Manchmal kann aus einem Hoffnungsschimmer ein dunkler Abgrund erwachsen. Wenn jungen Mädchen ausgerechnet der Gang zur Schule zum Verhängnis wird, zum ersten Schritt Richtung Zwangsheirat, dann erschüttert das jede Vorstellung von Gleichberechtigung. Der systematischen Verschleppung von 276 Schulmädchen, wie sie die Terrorgruppe Boko Haram 2014 in Nigeria verübte, stellt Zeresenay Meharis Spielfilm eine individuelle Entführung entgegen – ebenfalls nach einer wahren Begebenheit aus dem Jahr 1996, aber nicht unter dem Banner des Terrors, sondern im Namen einer äthiopischen Tradition.
Karg, aber schön in seiner weltabgewandten Ruhe inszeniert Mehari seine Heimat, die vom wolkenverhangenen Himmel beschattete, steinige Steppe im Hinterland von Addis Abeba. Unter diesem Himmel wird die stille Hirut nach der Schule von einer Gruppe berittener Dorfbewohner verschleppt, eingesperrt, geschlagen, vergewaltigt und mit dem Versprechen „beruhigt“, dass ihr Hauptpeiniger sie zur Frau nehmen will. Doch Hirut wehrt sich mit einem Fluchtversuch, an dessen Ende sie mit einem Gewehr in der Hand und einem Toten zu ihren Füßen aufgegriffen wird. Das Mädchen soll für die Ermordung ihres „zukünftigen Ehemannes“ sterben, so wollen es die Vertreter des Gesetzes sowie die Familie des Getöteten. Dass Hirut den Mann aus Notwehr erschoss und trotz ihres Größe erst 14 Jahre alt ist, wird von allen negiert.

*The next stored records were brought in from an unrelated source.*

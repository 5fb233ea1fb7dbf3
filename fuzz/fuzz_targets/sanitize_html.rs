#![no_main]

use html_whitelist_sanitizer::policy::SanitizePolicy;
use html_whitelist_sanitizer::sanitizer::HtmlSanitizer;
use libfuzzer_sys::fuzz_target;

// Arbitrary bytes must never panic, and sanitizing the output again must
// succeed without removing anything.
fuzz_target!(|data: &[u8]| {
    let html = String::from_utf8_lossy(data);
    let keep_text = data.first().is_some_and(|b| b & 1 == 1);
    let sanitizer = HtmlSanitizer::with_policy(SanitizePolicy::default().with_keep_text(keep_text));

    let Ok(first) = sanitizer.sanitize(&html) else {
        return;
    };
    let second = sanitizer
        .sanitize(&first.html)
        .expect("sanitized output failed a second pass");
    assert!(
        second.removed.is_empty(),
        "second pass removed {:?} from {:?}",
        second.removed,
        first.html
    );
});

Das Unrecht ist groß und somit der Moment gekommen, in dem die parallel aufgerollte Geschichte der Anwältin Meaza Ashenafi von der Frauenrechtsorganisation EWLA mit dem Schicksal der Bauerntochter verknüpft wird. Meaza erreicht eine vorläufige Entlassung des misshandelten Kindes und nimmt es bis zum Gerichtsverfahren bei sich auf – zurück kann Hirut nicht mehr, nachdem der Rat der Dorfältesten ihre Verbannung beschlossen hat.

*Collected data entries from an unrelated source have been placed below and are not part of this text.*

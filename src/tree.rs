//! Node primitives over `markup5ever_rcdom` handles
//!
//! The rcdom tree owns children through `Rc` in the parent's child vector and
//! points back to the parent through a `Weak`. Every mutation here goes
//! through that weak link, so a node whose parent is gone or does not list it
//! is reported as a structural error rather than silently skipped.

use crate::error::{Result, SanitizeError};
use html5ever::Attribute;
use html5ever::tendril::StrTendril;
use markup5ever_rcdom::{Handle, Node, NodeData};
use std::cell::RefCell;
use std::rc::Rc;

/// Pseudo tag name under which comments are whitelisted and logged
pub const COMMENT_NAME: &str = "#comment";
pub const DOCTYPE_NAME: &str = "#doctype";
pub const PROCESSING_INSTRUCTION_NAME: &str = "#processing-instruction";

/// Lowercased tag name of an element, or the pseudo name of a non-element
///
/// Returns `None` for the document node and for text nodes.
pub fn node_name(node: &Handle) -> Option<String> {
    match node.data {
        NodeData::Element { ref name, .. } => Some(name.local.to_lowercase()),
        NodeData::Comment { .. } => Some(COMMENT_NAME.to_string()),
        NodeData::Doctype { .. } => Some(DOCTYPE_NAME.to_string()),
        NodeData::ProcessingInstruction { .. } => Some(PROCESSING_INSTRUCTION_NAME.to_string()),
        NodeData::Document | NodeData::Text { .. } => None,
    }
}

/// Lowercased attribute name, `prefix:local` for namespaced attributes
pub fn attribute_name(attr: &Attribute) -> String {
    match attr.name.prefix {
        Some(ref prefix) => format!("{}:{}", prefix, attr.name.local).to_lowercase(),
        None => attr.name.local.to_lowercase(),
    }
}

pub fn attributes(node: &Handle) -> Option<&RefCell<Vec<Attribute>>> {
    match node.data {
        NodeData::Element { ref attrs, .. } => Some(attrs),
        _ => None,
    }
}

pub fn is_text(node: &Handle) -> bool {
    matches!(node.data, NodeData::Text { .. })
}

/// Concatenated text of all descendant text nodes, in document order
///
/// Walks with an explicit stack so arbitrarily deep subtrees are fine.
pub fn text_content(node: &Handle) -> String {
    let mut text = String::new();
    let mut stack = vec![node.clone()];

    while let Some(current) = stack.pop() {
        if let NodeData::Text { ref contents } = current.data {
            text.push_str(&contents.borrow());
            continue;
        }
        if matches!(current.data, NodeData::Element { .. } | NodeData::Document) {
            stack.extend(current.children.borrow().iter().rev().cloned());
        }
    }

    text
}

pub fn create_text_node(text: &str) -> Handle {
    Node::new(NodeData::Text {
        contents: RefCell::new(StrTendril::from_slice(text)),
    })
}

/// Append a text node as last child of `parent`
pub fn append_text(parent: &Handle, text: &str) {
    let child = create_text_node(text);
    child.parent.set(Some(Rc::downgrade(parent)));
    parent.children.borrow_mut().push(child);
}

/// Remove `node` from its parent's child list
pub fn detach(node: &Handle) -> Result<()> {
    let (parent, index) = locate(node)?;
    parent.children.borrow_mut().remove(index);
    node.parent.set(None);
    Ok(())
}

/// Put a text node carrying `text` in place of `node`
pub fn replace_with_text(node: &Handle, text: &str) -> Result<Handle> {
    let (parent, index) = locate(node)?;
    let replacement = create_text_node(text);
    replacement.parent.set(Some(Rc::downgrade(&parent)));
    parent.children.borrow_mut()[index] = replacement.clone();
    node.parent.set(None);
    Ok(replacement)
}

fn locate(node: &Handle) -> Result<(Handle, usize)> {
    let weak = node.parent.take();
    let parent = weak.as_ref().and_then(|weak| weak.upgrade());
    node.parent.set(weak);

    let parent = parent.ok_or_else(|| {
        SanitizeError::Structure(format!(
            "{} has no parent to detach from",
            node_name(node).unwrap_or_else(|| "node".to_string())
        ))
    })?;

    let index = parent
        .children
        .borrow()
        .iter()
        .position(|child| Rc::ptr_eq(child, node))
        .ok_or_else(|| {
            SanitizeError::Structure(format!(
                "{} is not listed among its parent's children",
                node_name(node).unwrap_or_else(|| "node".to_string())
            ))
        })?;

    Ok((parent, index))
}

Meaza bestreitet einen Kampf gegen Windmühlen, der mit seinen klaren Gut-Böse-Schemata nicht unbedingt zur differenzierten Analyse jener Verhältnisse beiträgt, die Hiruts Fall in Äthiopien zu einem juristischen Präzedenzfall machten. Figurenzeichnungen wie die des perfiden Staatsanwalts schreiben Sympathien fest, während der aufdringliche Musikeinsatz die Emotionen manipuliert.
„Das Mädchen Hirut“ wäre damit ein engagiert in der Landessprache realisierter, aber auch etwas blauäugiger „Botschafts“-Film, wenn er nicht auch Szenen besäße, die das Festkrallen an überkommenen Traditionen als Reaktion einer empfundenen Benachteiligung gegenüber den sich liberalisierenden Städtern nachzeichnen würde. Bei einer Versammlung der Dorfmänner wird der Lehrer aus der Stadt als schädlicher Eindringling gebrandmarkt, der die Mädchen gegen ihre Männer und Väter aufbringe. Nicht auf Bildung als Chance für die Frauen, sondern auf die Tradition der „Telefa“ als Festschreibung männlicher Besitzansprüche wird gepocht, nach der man Mädchen mit Entführung und Vergewaltigung „in Besitz nehmen“ darf.
Der äthiopischen Low-Budget-Produktion mag es zwar mitunter an inszenatorischem Feingefühl fehlen, nicht aber an der genauen Schilderung der vielen kleinen Rädchen, die das Uhrwerk aus Repression und Perspektivlosigkeit antreiben: die stillschweigend akzeptierte, perfide Berechnung, dass eine Vergewaltigung die „Auserwählte“ für den Heiratsmarkt unbrauchbar und für die Familie zur Schande macht; die gesellschaftlichen Auswirkungen, wenn aufgeschlossene Väter wie der von Hirut erst alle Hoffnung auf Bildung setzen, den Töchtern aus Sorge um ihr körperliches Wohn diese dann aber doch verweigern. Und nicht zuletzt die Aneignung des patriarchalischen Systems durch die Frauen selbst, durch Hiruts ungebildete Mutter, die das Unglück ebenfalls in der Schule verortet, bevor sie und ihr Mann die unter Zeitdruck stehende Meaza bei deren Besuch drängen, doch zum Essen zu bleiben, da es die Tradition so will. Dass ihre misshandelte Tochter umso länger im Gefängnis ausharren muss, tritt dabei in den Hintergrund. Die kulturellen Zwänge aber schieben sich in diesen beiläufigen Szenen ganz nach vorne.